[Stored data entries]
↓↓↓
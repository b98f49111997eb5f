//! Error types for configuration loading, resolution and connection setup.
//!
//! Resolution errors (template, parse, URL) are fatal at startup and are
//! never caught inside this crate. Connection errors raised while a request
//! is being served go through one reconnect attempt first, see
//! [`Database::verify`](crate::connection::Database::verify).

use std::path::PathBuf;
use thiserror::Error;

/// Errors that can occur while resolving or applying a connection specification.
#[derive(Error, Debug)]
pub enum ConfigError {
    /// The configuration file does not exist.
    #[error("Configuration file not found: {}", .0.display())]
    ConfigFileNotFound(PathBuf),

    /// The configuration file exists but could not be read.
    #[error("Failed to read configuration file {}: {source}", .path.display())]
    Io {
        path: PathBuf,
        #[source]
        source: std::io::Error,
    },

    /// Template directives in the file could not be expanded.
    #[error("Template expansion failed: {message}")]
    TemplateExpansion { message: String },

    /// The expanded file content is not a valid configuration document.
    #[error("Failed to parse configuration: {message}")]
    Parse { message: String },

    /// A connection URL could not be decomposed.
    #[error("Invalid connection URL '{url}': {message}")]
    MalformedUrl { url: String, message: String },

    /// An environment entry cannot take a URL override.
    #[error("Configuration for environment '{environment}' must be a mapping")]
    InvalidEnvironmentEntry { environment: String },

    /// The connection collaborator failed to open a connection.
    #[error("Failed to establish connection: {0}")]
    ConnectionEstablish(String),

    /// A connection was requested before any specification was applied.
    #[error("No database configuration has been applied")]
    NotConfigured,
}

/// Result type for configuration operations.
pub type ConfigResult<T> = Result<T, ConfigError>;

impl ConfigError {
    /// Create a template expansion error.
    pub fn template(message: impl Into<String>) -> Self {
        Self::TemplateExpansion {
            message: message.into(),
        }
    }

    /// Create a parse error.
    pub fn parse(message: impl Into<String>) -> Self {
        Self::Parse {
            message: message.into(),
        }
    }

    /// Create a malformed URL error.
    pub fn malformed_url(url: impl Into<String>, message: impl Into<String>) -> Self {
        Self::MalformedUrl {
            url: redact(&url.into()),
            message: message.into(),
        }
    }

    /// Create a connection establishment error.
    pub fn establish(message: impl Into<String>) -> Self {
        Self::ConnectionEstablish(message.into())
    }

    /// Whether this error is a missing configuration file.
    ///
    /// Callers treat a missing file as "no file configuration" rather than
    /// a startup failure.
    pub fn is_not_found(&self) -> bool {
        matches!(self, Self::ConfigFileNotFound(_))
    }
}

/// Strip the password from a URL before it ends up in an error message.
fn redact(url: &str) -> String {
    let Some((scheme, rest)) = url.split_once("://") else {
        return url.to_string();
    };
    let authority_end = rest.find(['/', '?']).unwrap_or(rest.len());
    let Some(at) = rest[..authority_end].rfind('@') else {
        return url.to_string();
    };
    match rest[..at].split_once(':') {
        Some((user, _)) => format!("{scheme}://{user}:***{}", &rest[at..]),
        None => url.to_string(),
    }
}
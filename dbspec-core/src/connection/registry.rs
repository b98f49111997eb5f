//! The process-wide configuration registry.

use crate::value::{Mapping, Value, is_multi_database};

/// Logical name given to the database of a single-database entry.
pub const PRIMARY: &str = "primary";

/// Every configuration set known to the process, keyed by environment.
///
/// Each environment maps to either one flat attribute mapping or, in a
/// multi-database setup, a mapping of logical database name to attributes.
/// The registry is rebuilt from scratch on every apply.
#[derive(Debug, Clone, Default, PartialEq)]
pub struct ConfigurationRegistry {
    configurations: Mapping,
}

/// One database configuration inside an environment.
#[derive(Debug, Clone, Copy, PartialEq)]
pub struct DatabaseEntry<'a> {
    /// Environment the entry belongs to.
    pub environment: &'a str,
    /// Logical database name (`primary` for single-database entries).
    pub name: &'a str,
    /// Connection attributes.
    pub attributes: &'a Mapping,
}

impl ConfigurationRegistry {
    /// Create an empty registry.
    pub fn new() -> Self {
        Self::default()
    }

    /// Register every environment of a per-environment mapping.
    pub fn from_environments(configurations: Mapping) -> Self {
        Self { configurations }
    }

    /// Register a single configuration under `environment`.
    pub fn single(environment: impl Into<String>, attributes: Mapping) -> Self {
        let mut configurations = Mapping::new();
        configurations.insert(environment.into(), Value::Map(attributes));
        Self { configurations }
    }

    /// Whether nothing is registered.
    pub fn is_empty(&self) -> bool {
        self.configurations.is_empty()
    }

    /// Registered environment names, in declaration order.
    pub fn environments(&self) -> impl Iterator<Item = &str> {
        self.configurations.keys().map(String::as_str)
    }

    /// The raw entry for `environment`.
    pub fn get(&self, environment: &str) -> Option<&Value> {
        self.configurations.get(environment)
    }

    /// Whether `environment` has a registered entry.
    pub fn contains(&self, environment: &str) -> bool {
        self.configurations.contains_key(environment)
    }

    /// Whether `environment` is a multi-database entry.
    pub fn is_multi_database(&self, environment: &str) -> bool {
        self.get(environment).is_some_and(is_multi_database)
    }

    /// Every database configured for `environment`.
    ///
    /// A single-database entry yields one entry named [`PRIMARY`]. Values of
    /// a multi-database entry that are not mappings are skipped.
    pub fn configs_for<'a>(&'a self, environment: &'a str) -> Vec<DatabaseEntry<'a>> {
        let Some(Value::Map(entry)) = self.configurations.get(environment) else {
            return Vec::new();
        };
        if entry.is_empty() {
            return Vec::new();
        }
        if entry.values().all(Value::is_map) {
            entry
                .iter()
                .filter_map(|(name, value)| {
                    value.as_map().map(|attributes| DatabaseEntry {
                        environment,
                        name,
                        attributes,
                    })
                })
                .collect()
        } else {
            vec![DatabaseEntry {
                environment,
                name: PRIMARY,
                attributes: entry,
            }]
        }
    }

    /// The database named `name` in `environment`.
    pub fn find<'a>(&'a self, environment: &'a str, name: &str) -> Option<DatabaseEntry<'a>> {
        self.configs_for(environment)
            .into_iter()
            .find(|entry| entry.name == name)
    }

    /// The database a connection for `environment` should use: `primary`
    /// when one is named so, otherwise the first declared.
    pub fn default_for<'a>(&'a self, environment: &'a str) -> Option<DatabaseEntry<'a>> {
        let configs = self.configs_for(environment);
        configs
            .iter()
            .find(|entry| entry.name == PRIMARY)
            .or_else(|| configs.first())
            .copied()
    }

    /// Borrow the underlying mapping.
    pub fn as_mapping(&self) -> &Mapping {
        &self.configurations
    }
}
↑↑↑
↓↓↓
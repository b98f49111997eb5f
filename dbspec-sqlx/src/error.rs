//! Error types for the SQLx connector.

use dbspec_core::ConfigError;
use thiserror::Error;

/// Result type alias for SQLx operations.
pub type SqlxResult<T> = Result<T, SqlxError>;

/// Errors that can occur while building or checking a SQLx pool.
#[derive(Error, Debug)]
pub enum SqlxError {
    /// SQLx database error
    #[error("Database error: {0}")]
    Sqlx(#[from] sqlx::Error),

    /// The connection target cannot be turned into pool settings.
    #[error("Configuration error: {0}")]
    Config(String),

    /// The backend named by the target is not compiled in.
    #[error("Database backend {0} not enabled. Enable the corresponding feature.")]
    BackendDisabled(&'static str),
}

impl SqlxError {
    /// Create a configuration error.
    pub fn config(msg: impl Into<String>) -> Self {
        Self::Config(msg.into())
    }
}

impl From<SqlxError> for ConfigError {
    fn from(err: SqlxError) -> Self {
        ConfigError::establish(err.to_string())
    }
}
↑↑↑
↓↓↓
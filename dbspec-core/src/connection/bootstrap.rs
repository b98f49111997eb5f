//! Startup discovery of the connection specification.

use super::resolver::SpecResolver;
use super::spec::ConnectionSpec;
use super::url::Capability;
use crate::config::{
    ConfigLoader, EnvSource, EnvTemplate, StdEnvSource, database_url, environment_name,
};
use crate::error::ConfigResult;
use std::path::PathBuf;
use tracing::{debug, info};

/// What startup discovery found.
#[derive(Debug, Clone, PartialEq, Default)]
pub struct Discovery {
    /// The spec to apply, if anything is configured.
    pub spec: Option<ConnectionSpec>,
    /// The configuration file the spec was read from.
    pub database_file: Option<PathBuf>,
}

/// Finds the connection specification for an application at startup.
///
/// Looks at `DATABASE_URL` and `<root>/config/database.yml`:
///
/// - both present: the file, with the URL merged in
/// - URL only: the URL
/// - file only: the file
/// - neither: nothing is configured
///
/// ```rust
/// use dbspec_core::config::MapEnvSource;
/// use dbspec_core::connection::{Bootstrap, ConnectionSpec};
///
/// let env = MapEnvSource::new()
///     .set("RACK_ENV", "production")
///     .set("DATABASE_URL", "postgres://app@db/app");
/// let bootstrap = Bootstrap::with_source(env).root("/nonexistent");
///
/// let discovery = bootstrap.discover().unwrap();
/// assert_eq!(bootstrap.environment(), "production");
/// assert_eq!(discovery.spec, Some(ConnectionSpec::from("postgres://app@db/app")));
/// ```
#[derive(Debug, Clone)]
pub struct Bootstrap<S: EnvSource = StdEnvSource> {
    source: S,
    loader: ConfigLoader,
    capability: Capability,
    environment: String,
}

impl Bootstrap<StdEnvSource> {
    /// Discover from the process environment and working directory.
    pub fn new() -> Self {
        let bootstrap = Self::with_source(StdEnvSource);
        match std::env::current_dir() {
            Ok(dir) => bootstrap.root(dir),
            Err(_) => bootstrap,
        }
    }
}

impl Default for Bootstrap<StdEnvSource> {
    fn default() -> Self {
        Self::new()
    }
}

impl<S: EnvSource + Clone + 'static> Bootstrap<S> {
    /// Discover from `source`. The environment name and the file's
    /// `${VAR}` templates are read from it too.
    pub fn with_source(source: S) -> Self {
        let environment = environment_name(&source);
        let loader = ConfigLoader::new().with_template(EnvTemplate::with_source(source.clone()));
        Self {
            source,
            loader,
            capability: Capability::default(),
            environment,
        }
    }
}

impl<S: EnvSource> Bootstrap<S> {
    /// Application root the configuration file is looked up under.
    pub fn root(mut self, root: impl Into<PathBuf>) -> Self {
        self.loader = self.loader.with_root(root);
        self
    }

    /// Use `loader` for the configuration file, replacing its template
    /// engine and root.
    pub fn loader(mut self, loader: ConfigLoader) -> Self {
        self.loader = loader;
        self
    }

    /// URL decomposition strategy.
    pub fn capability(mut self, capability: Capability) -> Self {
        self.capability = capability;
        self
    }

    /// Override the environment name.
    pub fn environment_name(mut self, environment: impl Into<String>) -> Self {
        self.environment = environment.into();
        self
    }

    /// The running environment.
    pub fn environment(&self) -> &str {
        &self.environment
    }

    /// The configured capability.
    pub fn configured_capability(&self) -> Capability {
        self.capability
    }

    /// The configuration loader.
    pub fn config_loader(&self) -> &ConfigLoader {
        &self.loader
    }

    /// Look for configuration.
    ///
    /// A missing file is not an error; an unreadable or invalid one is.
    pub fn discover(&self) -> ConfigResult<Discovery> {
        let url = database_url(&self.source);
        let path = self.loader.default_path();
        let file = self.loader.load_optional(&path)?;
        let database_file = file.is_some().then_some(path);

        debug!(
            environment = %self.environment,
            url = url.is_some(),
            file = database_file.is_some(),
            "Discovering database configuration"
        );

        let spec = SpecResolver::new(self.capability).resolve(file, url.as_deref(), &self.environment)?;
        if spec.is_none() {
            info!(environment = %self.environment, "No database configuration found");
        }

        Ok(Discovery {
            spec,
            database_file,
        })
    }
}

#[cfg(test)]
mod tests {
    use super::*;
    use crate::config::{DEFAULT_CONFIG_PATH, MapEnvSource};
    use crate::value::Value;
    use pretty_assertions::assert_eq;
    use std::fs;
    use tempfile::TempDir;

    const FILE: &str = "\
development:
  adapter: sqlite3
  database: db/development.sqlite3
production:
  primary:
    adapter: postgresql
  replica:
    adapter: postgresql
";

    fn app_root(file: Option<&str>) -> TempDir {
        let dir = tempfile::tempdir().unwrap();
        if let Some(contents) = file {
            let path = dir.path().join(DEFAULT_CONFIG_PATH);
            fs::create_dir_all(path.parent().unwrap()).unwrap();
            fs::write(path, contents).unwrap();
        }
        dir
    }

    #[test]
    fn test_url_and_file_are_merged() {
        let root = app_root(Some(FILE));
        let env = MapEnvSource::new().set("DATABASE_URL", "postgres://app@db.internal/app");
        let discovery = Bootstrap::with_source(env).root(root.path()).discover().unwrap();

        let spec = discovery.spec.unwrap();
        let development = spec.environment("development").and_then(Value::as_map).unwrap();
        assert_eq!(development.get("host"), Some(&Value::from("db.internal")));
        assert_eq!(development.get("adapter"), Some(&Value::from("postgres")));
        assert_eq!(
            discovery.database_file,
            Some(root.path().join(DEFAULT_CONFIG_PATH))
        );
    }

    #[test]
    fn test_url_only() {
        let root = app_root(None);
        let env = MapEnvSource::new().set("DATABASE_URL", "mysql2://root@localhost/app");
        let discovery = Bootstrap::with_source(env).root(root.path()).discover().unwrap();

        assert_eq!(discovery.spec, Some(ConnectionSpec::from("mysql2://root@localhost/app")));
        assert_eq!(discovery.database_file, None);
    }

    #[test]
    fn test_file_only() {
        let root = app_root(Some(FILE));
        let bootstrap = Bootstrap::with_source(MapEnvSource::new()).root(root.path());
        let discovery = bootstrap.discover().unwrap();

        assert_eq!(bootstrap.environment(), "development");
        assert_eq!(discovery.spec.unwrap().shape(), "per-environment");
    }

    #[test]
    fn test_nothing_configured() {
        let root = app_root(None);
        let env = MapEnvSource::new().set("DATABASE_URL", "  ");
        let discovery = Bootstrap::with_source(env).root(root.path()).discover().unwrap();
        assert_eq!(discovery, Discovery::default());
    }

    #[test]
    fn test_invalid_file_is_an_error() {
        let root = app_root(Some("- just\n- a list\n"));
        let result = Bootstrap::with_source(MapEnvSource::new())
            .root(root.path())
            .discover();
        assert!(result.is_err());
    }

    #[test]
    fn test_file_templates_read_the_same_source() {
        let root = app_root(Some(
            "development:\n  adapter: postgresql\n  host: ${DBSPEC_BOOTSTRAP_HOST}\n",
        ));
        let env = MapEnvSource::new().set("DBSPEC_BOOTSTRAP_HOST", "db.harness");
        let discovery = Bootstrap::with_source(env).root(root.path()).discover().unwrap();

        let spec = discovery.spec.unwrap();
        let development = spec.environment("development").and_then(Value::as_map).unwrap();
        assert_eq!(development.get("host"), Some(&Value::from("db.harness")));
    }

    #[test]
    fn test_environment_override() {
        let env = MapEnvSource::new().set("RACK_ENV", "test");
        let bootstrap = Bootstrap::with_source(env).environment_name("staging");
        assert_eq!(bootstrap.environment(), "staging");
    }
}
↑↑↑
The number of lines in the records that include "rest" is what is needed, with no other words.

5